Ida, mouth full of almond chop suey, chuckled. “If I know who really do it, you think I wouldn’t say?”

“Maybe. Of course, back where I come from, it isn’t honorable to rat guys out.”

He looked up from his food with spaniel eyes. “If I knew…if I hear anything, I’d say.”

“I believe you. Of course, maybe they don’t exist; maybe the second gang is nothing
but
a rumor.”

“Somebody attack on that white woman, and it wasn’t us.”

I leaned forward. “Then, Shorty—you and your friends, you need to beat the bushes for me. I’m an outsider, I can only do so much.”

He frowned. “Why do you want to help? Why don’t you go home now? You and Clarence Darrow who is too big a shot to meet with us.”

The chop suey was delicious; best I ever had. “I’m here on his behalf. I believe if Darrow is convinced of your innocence, he’ll help you.”

“Help how?”

“I don’t know exactly.
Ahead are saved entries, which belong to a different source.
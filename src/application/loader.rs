//! Scroll/click-driven incremental content loading
//!
//! Runs discovery rounds against a page that lazily grows, triggering
//! more content between rounds, until the requested card count is reached
//! or growth stalls for long enough to call the catalog exhausted. The
//! stall rule makes termination independent of any "no more items"
//! signal: load-more controls that quietly stop existing end the loop on
//! their own.

use std::time::Duration;

use tracing::{debug, info, warn};

use crate::application::discovery::discover_cards;
use crate::domain::selectors::{CLICKABLE_SELECTOR, LOAD_MORE_EXACT, LOAD_MORE_SUBSTRINGS};
use crate::infrastructure::page::{NodeHandle, PageDriver};

/// Loader phase, tracked explicitly so the termination conditions stay
/// independently testable.
#[derive(Debug, Clone, Copy, PartialEq, Eq)]
pub enum LoaderState {
    /// Waiting for the first card to appear.
    Probing,
    /// Card count increased this round.
    Growing,
    /// No growth this round; counts consecutive stalled rounds.
    Stalled { rounds: u32 },
    /// Terminal: stall ceiling reached, page considered exhausted.
    Exhausted,
    /// Terminal: requested card count reached.
    Satisfied,
}

/// Drives content growth until a target card count is reached or the
/// page stops producing.
#[derive(Debug, Clone)]
pub struct IncrementalLoader {
    /// Consecutive non-growing rounds tolerated before giving up.
    pub stall_ceiling: u32,
    /// Settle pause after each scroll.
    pub settle_interval: Duration,
    /// Bound on the per-round network-quiescence wait.
    pub quiescence_timeout: Duration,
}

impl Default for IncrementalLoader {
    fn default() -> Self {
        Self {
            stall_ceiling: 40,
            settle_interval: Duration::from_millis(500),
            quiescence_timeout: Duration::from_secs(10),
        }
    }
}

impl IncrementalLoader {
    /// Load content until at least `min_items` cards are discoverable,
    /// returning the best-known card set. The returned set can be shorter
    /// when the page exhausts first; it is never an error.
    pub async fn load_until(
        &self,
        page: &dyn PageDriver,
        min_items: usize,
    ) -> Vec<Box<dyn NodeHandle>> {
        let mut previous_count = 0usize;
        let mut stalled_rounds = 0u32;

        loop {
            let cards = discover_cards(page).await;
            let count = cards.len();

            if count >= min_items {
                info!(
                    count,
                    min_items,
                    state = ?LoaderState::Satisfied,
                    "card target reached"
                );
                return cards;
            }

            let state = if count > previous_count {
                stalled_rounds = 0;
                LoaderState::Growing
            } else if count == 0 && previous_count == 0 {
                stalled_rounds += 1;
                LoaderState::Probing
            } else {
                stalled_rounds += 1;
                LoaderState::Stalled {
                    rounds: stalled_rounds,
                }
            };
            debug!(count, previous_count, stalled_rounds, ?state, "loader round");

            if stalled_rounds >= self.stall_ceiling {
                warn!(
                    count,
                    min_items,
                    stalled_rounds,
                    state = ?LoaderState::Exhausted,
                    "no growth within stall ceiling; returning best-known set"
                );
                return cards;
            }
            previous_count = count;

            self.trigger_growth(page).await;
        }
    }

    /// One growth attempt: scroll, settle, click a load-more control when
    /// one exists, then wait for the network to calm down. Every step is
    /// degraded-continue.
    async fn trigger_growth(&self, page: &dyn PageDriver) {
        if let Err(e) = page.scroll_to_bottom().await {
            warn!(error = %e, "scroll failed");
        }
        tokio::time::sleep(self.settle_interval).await;

        match find_load_more(page).await {
            Some(control) => {
                if let Err(e) = control.click().await {
                    warn!(error = %e, "load-more click failed");
                }
            }
            None => debug!("no load-more control found"),
        }

        if let Err(e) = page.wait_for_network_quiescence(self.quiescence_timeout).await {
            // Advisory only; the next discovery round sees whatever state
            // the page settled into.
            debug!(error = %e, "network quiescence wait gave up");
        }
    }
}

/// Locate a load-more control among clickable elements: exact phrase
/// match first, case-insensitive substring as fallback.
async fn find_load_more(page: &dyn PageDriver) -> Option<Box<dyn NodeHandle>> {
    let candidates = match page.query_all(CLICKABLE_SELECTOR).await {
        Ok(candidates) => candidates,
        Err(e) => {
            debug!(error = %e, "clickable query failed");
            return None;
        }
    };

    let mut texts = Vec::with_capacity(candidates.len());
    for candidate in &candidates {
        let text = match candidate.text().await {
            Ok(text) => crate::domain::selectors::normalize_whitespace(&text),
            Err(_) => String::new(),
        };
        texts.push(text);
    }

    let mut chosen = LOAD_MORE_EXACT
        .iter()
        .find_map(|&phrase| texts.iter().position(|t| t.as_str() == phrase));
    if chosen.is_none() {
        chosen = LOAD_MORE_SUBSTRINGS.iter().find_map(|fragment| {
            let fragment = fragment.to_lowercase();
            texts
                .iter()
                .position(|t| !t.is_empty() && t.to_lowercase().contains(&fragment))
        });
    }
    chosen.and_then(|index| candidates.into_iter().nth(index))
}
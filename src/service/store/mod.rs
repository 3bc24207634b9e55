pub mod surreal;

use std::{ops::Deref, sync::Arc};

use async_trait::async_trait;
use serde::{Deserialize, Serialize};

use crate::base::types::{Res, Void};

// Traits.

/// Generic store trait that persistence backends must implement.
///
/// The relay reads and writes two logical collections: processed
/// pull-request records (the dedup signal) and the reviewer identity map
/// (read-only from this system).
#[async_trait]
pub trait GenericStoreClient: Send + Sync + 'static {
    /// Looks up the processed record for `(repository, pr_id)`.
    ///
    /// `Ok(None)` is the "not yet notified" signal; any error means the
    /// dedup check itself failed and the request must abort.
    async fn find_processed(&self, repository: &str, pr_id: i64) -> Res<Option<ProcessedPullRequest>>;

    /// Inserts the processed record marking a pull request as notified.
    ///
    /// Called exactly once per successfully dispatched notification. The
    /// record is never mutated or deleted by the relay.
    async fn record_processed(&self, record: &ProcessedPullRequest) -> Void;

    /// Resolves reviewer identities to chat handles.
    ///
    /// Returns only the handles that exist in the identity map, in the
    /// store's return order. Unmapped reviewers are silently dropped.
    async fn resolve_chat_handles(&self, reviewers: &[String]) -> Res<Vec<String>>;
}

// Structs.

/// Store client for the relay.
///
/// This is trivially cloneable and can be passed around without the need for `Arc` or `Mutex`.
#[derive(Clone)]
pub struct StoreClient {
    inner: Arc<dyn GenericStoreClient>,
}

impl Deref for StoreClient {
    type Target = dyn GenericStoreClient;

    fn deref(&self) -> &Self::Target {
        &*self.inner
    }
}

impl StoreClient {
    pub fn new(inner: Arc<dyn GenericStoreClient>) -> Self {
        Self { inner }
    }
}

// Rows.

/// A processed pull-request record in the store.
///
/// Unique by `(repository, pr_id)`; its existence is the sole dedup signal.
#[derive(Debug, Clone, PartialEq, Serialize, Deserialize)]
pub struct ProcessedPullRequest {
    pub repository: String,
    pub pr_id: i64,
    pub pr_url: String,
    pub pr_title: String,
    pub category: Option<String>,
    pub notified_at: chrono::DateTime<chrono::Utc>,
}

/// A reviewer identity row, mapping a code-hosting identity to an
/// optional chat handle. Externally managed; the relay only reads it.
#[derive(Debug, Clone, PartialEq, Eq, Serialize, Deserialize)]
pub struct UserIdentity {
    pub source_id: String,
    pub chat_handle: Option<String>,
}
//! Shape validation for inbound review-request bodies.
//!
//! Validation is deliberately type-only: every field must be present with
//! the right JSON type, and `category` (when present) must be one of the
//! three known labels. No semantic checks (URL well-formedness, non-empty
//! strings) are performed.

use serde_json::Value;

use crate::base::types::{Category, ReviewRequestEvent};

/// A single shape violation found in the request body.
#[derive(Debug, Clone, PartialEq, Eq)]
pub struct Violation {
    pub field: &'static str,
    pub expected: &'static str,
}

impl std::fmt::Display for Violation {
    fn fmt(&self, f: &mut std::fmt::Formatter<'_>) -> std::fmt::Result {
        write!(f, "`{}` must be {}", self.field, self.expected)
    }
}

fn violation(field: &'static str, expected: &'static str) -> Violation {
    Violation { field, expected }
}

/// Validates a parsed JSON body against the review-request shape.
///
/// Returns the typed event, or every violation found. All checks run even
/// after the first failure so the caller can report the full list.
pub fn validate(body: &Value) -> Result<ReviewRequestEvent, Vec<Violation>> {
    let Some(object) = body.as_object() else {
        return Err(vec![violation("body", "a JSON object")]);
    };

    let mut violations = Vec::new();

    let reviewers = match object.get("reviewers").and_then(Value::as_array) {
        Some(elements) => {
            let strings: Option<Vec<String>> = elements.iter().map(|e| e.as_str().map(str::to_string)).collect();
            match strings {
                Some(reviewers) => Some(reviewers),
                None => {
                    violations.push(violation("reviewers", "an array of strings"));
                    None
                }
            }
        }
        None => {
            violations.push(violation("reviewers", "an array of strings"));
            None
        }
    };

    let repository = require_string(object, "repository", &mut violations);
    let pr_id = match object.get("pr_id").and_then(Value::as_i64) {
        Some(id) => Some(id),
        None => {
            violations.push(violation("pr_id", "an integer"));
            None
        }
    };
    let pr_url = require_string(object, "pr_url", &mut violations);
    let pr_title = require_string(object, "pr_title", &mut violations);

    // Absent category means the legacy/default framing; anything present
    // must be one of the three labels.
    let category = match object.get("category") {
        None => Some(None),
        Some(value) => match serde_json::from_value::<Category>(value.clone()) {
            Ok(category) => Some(Some(category)),
            Err(_) => {
                violations.push(violation("category", "one of \"feature\", \"release\", \"hotfix\""));
                None
            }
        },
    };

    if !violations.is_empty() {
        return Err(violations);
    }

    // All Options are Some here; the checks above pushed a violation otherwise.
    Ok(ReviewRequestEvent {
        reviewers: reviewers.unwrap(),
        repository: repository.unwrap(),
        pr_id: pr_id.unwrap(),
        pr_url: pr_url.unwrap(),
        pr_title: pr_title.unwrap(),
        category: category.unwrap(),
    })
}

fn require_string(object: &serde_json::Map<String, Value>, field: &'static str, violations: &mut Vec<Violation>) -> Option<String> {
    match object.get(field).and_then(Value::as_str) {
        Some(value) => Some(value.to_string()),
        None => {
            violations.push(violation(field, "a string"));
            None
        }
    }
}

#[cfg(test)]
mod tests {
    use serde_json::json;

    use super::*;

    fn valid_body() -> Value {
        json!({
            "reviewers": ["alice", "bob"],
            "repository": "acme/widgets",
            "pr_id": 42,
            "pr_url": "https://example.com/acme/widgets/pull/42",
            "pr_title": "Add frobnicator",
            "category": "feature",
        })
    }

    #[test]
    fn accepts_a_well_shaped_body() {
        let event = validate(&valid_body()).unwrap();

        assert_eq!(event.reviewers, vec!["alice", "bob"]);
        assert_eq!(event.repository, "acme/widgets");
        assert_eq!(event.pr_id, 42);
        assert_eq!(event.category, Some(Category::Feature));
    }

    #[test]
    fn accepts_a_body_without_category() {
        let mut body = valid_body();
        body.as_object_mut().unwrap().remove("category");

        let event = validate(&body).unwrap();
        assert_eq!(event.category, None);
    }

    #[test]
    fn rejects_a_non_object_body() {
        let violations = validate(&json!([1, 2, 3])).unwrap_err();
        assert_eq!(violations[0].field, "body");
    }

    #[test]
    fn rejects_wrongly_typed_fields() {
        let mut body = valid_body();
        body["reviewers"] = json!(["alice", 7]);
        body["pr_id"] = json!("42");

        let violations = validate(&body).unwrap_err();
        let fields: Vec<_> = violations.iter().map(|v| v.field).collect();

        assert_eq!(fields, vec!["reviewers", "pr_id"]);
    }

    #[test]
    fn rejects_a_missing_field() {
        let mut body = valid_body();
        body.as_object_mut().unwrap().remove("pr_title");

        let violations = validate(&body).unwrap_err();
        assert_eq!(violations, vec![Violation { field: "pr_title", expected: "a string" }]);
    }

    #[test]
    fn rejects_an_unknown_category() {
        let mut body = valid_body();
        body["category"] = json!("chore");

        let violations = validate(&body).unwrap_err();
        assert_eq!(violations[0].field, "category");
    }

    #[test]
    fn rejects_a_fractional_pr_id() {
        let mut body = valid_body();
        body["pr_id"] = json!(42.5);

        let violations = validate(&body).unwrap_err();
        assert_eq!(violations[0].field, "pr_id");
    }

    #[test]
    fn does_not_enforce_semantics() {
        // Empty strings and a nonsense URL are shape-valid on purpose.
        let body = json!({
            "reviewers": [],
            "repository": "",
            "pr_id": 0,
            "pr_url": "not a url",
            "pr_title": "",
        });

        assert!(validate(&body).is_ok());
    }
}
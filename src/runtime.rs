//! Runtime services and shared state for the review-relay.

use tracing::instrument;

use crate::{
    base::{
        config::Config,
        types::{Res, Void},
    },
    server,
    service::{chat::ChatClient, store::StoreClient},
};

/// Runtime service context that can be shared across the application.
///
/// This struct holds the store client, chat client, and configuration.
/// It is designed to be trivially cloneable, allowing it to be passed around
/// without the need for `Arc` or `Mutex`, and is injected into every request
/// handler so the handlers stay testable in isolation.
#[derive(Clone)]
pub struct Runtime {
    /// The configuration for the application.
    pub config: Config,
    /// The store client instance.
    pub store: StoreClient,
    /// The chat client instance.
    pub chat: ChatClient,
}

impl Runtime {
    /// Create a new runtime instance.
    #[instrument(skip_all)]
    pub async fn new(config: Config) -> Res<Self> {
        // Initialize the store.
        let store = StoreClient::surreal(&config).await?;

        // Initialize the chat client.
        let chat = ChatClient::webhook(&config);

        Ok(Self { config, store, chat })
    }

    /// Start the HTTP listener.
    pub async fn start(&self) -> Void {
        server::serve(self.clone()).await
    }
}
//! Load configuration via `config` crate with env-override support.

use std::{ops::Deref, sync::Arc};

use serde::Deserialize;

use super::types::Res;

/// Default address the HTTP listener binds to.
fn default_bind_addr() -> String {
    "0.0.0.0:8080".to_string()
}

/// Default store namespace to use.
fn default_store_namespace() -> String {
    "relay".to_string()
}

/// Default store database to use.
fn default_store_database() -> String {
    "reviews".to_string()
}

/// Configuration for the review-relay application.
#[derive(Debug, Deserialize, Clone)]
pub struct Config {
    pub inner: Arc<ConfigInner>,
}

impl Deref for Config {
    type Target = ConfigInner;

    fn deref(&self) -> &Self::Target {
        &self.inner
    }
}

#[derive(Debug, Deserialize, Clone, Default)]
pub struct ConfigInner {
    /// Store endpoint URL (`STORE_ENDPOINT`), e.g. `ws://localhost:8000`.
    pub store_endpoint: String,
    /// Store username (`STORE_USERNAME`).
    pub store_username: String,
    /// Store password (`STORE_PASSWORD`).
    pub store_password: String,
    /// Store namespace (`STORE_NAMESPACE`).
    #[serde(default = "default_store_namespace")]
    pub store_namespace: String,
    /// Store database (`STORE_DATABASE`).
    #[serde(default = "default_store_database")]
    pub store_database: String,
    /// Chat incoming-webhook URL (`WEBHOOK_URL`).
    pub webhook_url: String,
    /// Shared secret expected in the inbound credential header (`RELAY_SECRET`).
    pub relay_secret: String,
    /// Address the HTTP listener binds to (`BIND_ADDR`).
    #[serde(default = "default_bind_addr")]
    pub bind_addr: String,
}

impl Config {
    pub fn load(explicit_path: Option<&std::path::Path>) -> Res<Self> {
        let mut cfg = config::Config::builder().add_source(config::Environment::default().prefix("REVIEW_RELAY"));

        if let Some(p) = explicit_path {
            cfg = cfg.add_source(config::File::from(p.to_path_buf()));
        } else if std::path::Path::new(".hidden/config.toml").exists() {
            cfg = cfg.add_source(config::File::with_name(".hidden/config.toml"));
        }

        let result = Config {
            inner: Arc::new(cfg.build()?.try_deserialize()?),
        };

        if result.relay_secret.is_empty() {
            return Err(anyhow::anyhow!("Relay secret must not be empty."));
        }

        if result.webhook_url.is_empty() {
            return Err(anyhow::anyhow!("Webhook URL must not be empty."));
        }

        Ok(result)
    }
}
But I know he’s dealing with the governor for his clients; he might do the same for you.”

Ida snorted. “Why?”

“Maybe he agrees with you. Maybe he thinks he was on the wrong side of the courtroom in this one.”

Ida thought about it. “What can I do? What can
we
do?”

“I know the Island’s crawling with rumors, but I need leads, and I need leads with substance.”

“There is one rumor,” Ida said, frowning thoughtfully, “that does not go away. I hear it over and over.”

“What’s that?”

“That Thalia Massie have
kanaka
boyfriend.”

“A beach boy.”

He shrugged, ate some rice. “Maybe a beach boy.”

“I don’t suppose he has a name.”

“No. Sometimes I hear he’s a beach boy. More times I hear he’s a music boy.”

The doorman at the Ala Wai Inn said Thalia had talked to a music boy before she went out in the night.

And the music boy had a name—Sammy.

“Thanks for dinner, Shorty.” I rose from the table, touched a napkin to my lips.

“That all you gonna eat?”

“I got enough,” I said.

 

 

The dark, stocky doorman at the Ala Wai was wearing the orange shirt with flowers on it again. He didn’t recognize me at first; maybe that’s because I wasn’t in my parrots-on-red silk number, though I did dress up my brown suit with a blue tie with yellow blossoms I’d bought in the Royal Hawaiian gift shop.

I held up a five-dollar bill, and that he recognized.

“We talked about Thalia Massie,” I reminded him, working my voice up over the tremolo of the George Ku Trio’s steel guitar. “This is the fin you were gonna get if that music boy, Sammy, showed up….”

“But he hasn’t, boss.”

I put the five-spot away and fished out a ten. Held it up. “Has he been here for a sawbuck?”

A rueful half-smile formed on his moon face. He shook his head, saying, “Even a double sawbuck can’t make him here when he never was.”